Quest for superfluorescent materials

Superfluorescence occurs when randomly oriented dipoles are exposed to external radiation and align to form a single macroscopic entity. When this entity drops back down to its ground state, it emits a pulse of light that is both brief and intense—the pulse duration is roughly inversely proportional to the number of aligned dipoles and the peak intensity scales with the square of that number.

Superfluorescence was first observed in 1973 but since then has only been seen in a fairly limited number of materials. Those materials typically require cooling to just a few tens of Kelvin to avoid the dipoles being knocked out of kilter, limiting possible applications. Reliable, rapid bursts at room temperature, in contrast, could potentially find a range of uses, such as for the transistors inside high-speed optical computers.

Lanthanide-doped upconversion nanoparticles show promise for applications such as imaging and sensing, given that they emit in the visible region of the electromagnetic spectrum when excited by radiation at longer, near-infrared wavelengths, exhibiting an anti-Stokes shift. However, these materials produce quite lengthy bursts—typically lasting for hundreds of microseconds—which limits their appeal when speed is of the essence.

10,000 times shorter

In the latest work, Shuang Fang Lim and colleagues at North Carolina State University got together with Gang Han and co-workers at the University of Massachusetts to fabricate and test upconversion nanoparticles containing Nd3+. In contrast to other types of nanomaterial used to generate superfluorescence—such as perovskite nanocrystals or semiconductor quantum dots, which emit at the nanoparticle scale—the new system instead yields the sought-after bursts at the scale of an ion by coupling individual ions within a nanoparticle. This coherence at very close quarters enables upconverted radiation at room temperature.

By exposing the nanoparticles to 800-nm light, the researchers were able to generate bursts in the visible region that lasted just 46 ns—some 10,000 times shorter than the lifetime of more conventional upconverted nanoparticles made from ytterbium. They did so using both assemblies of around a dozen nanoparticles and single nanoparticles, and they add that their material required no specific treatment or operating conditions—which, they argue, makes it “versatile and less constrained for broader application scenarios.”

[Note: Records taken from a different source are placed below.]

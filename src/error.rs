use thiserror::Error;

/// Errors surfaced while building, validating, training or persisting a
/// network. Numeric degeneracy inside activations is never reported here;
/// it is absorbed by the activation guards.
#[derive(Debug, Error)]
pub enum Error {
    #[error("unknown activation function `{0}`")]
    UnknownActivation(String),

    #[error("layer widths must be positive (got {0})")]
    InvalidWidth(usize),

    #[error("a network needs at least one layer")]
    EmptyNetwork,

    #[error("shape mismatch: {context} expects width {expected}, got {actual}")]
    ShapeMismatch {
        context: &'static str,
        expected: usize,
        actual: usize,
    },

    #[error("invalid weights: {0}")]
    InvalidWeights(String),

    #[error("dataset is empty")]
    EmptyDataset,

    #[error("failed to build thread pool: {0}")]
    ThreadPool(#[from] rayon::ThreadPoolBuildError),

    #[error(transparent)]
    Io(#[from] std::io::Error),

    #[error(transparent)]
    Json(#[from] serde_json::Error),
}

pub type Result<T> = std::result::Result<T, Error>;

impl Error {
    pub(crate) fn shape(context: &'static str, expected: usize, actual: usize) -> Error {
        Error::ShapeMismatch { context, expected, actual }
    }
}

With their demonstration in the bag, Lim, Han and colleagues believe that it should be possible to develop even faster upconversion superfluorescent materials by controlling the concentration of neodymium dopants and the nanocrystal structure. Specific applications that stand to benefit, they suggest, include ultrafast biosensing, high-speed optical transistors and secure communications. But before such materials can form the basis of practical devices, the researchers say they need to better control dipole synchronization at high temperatures.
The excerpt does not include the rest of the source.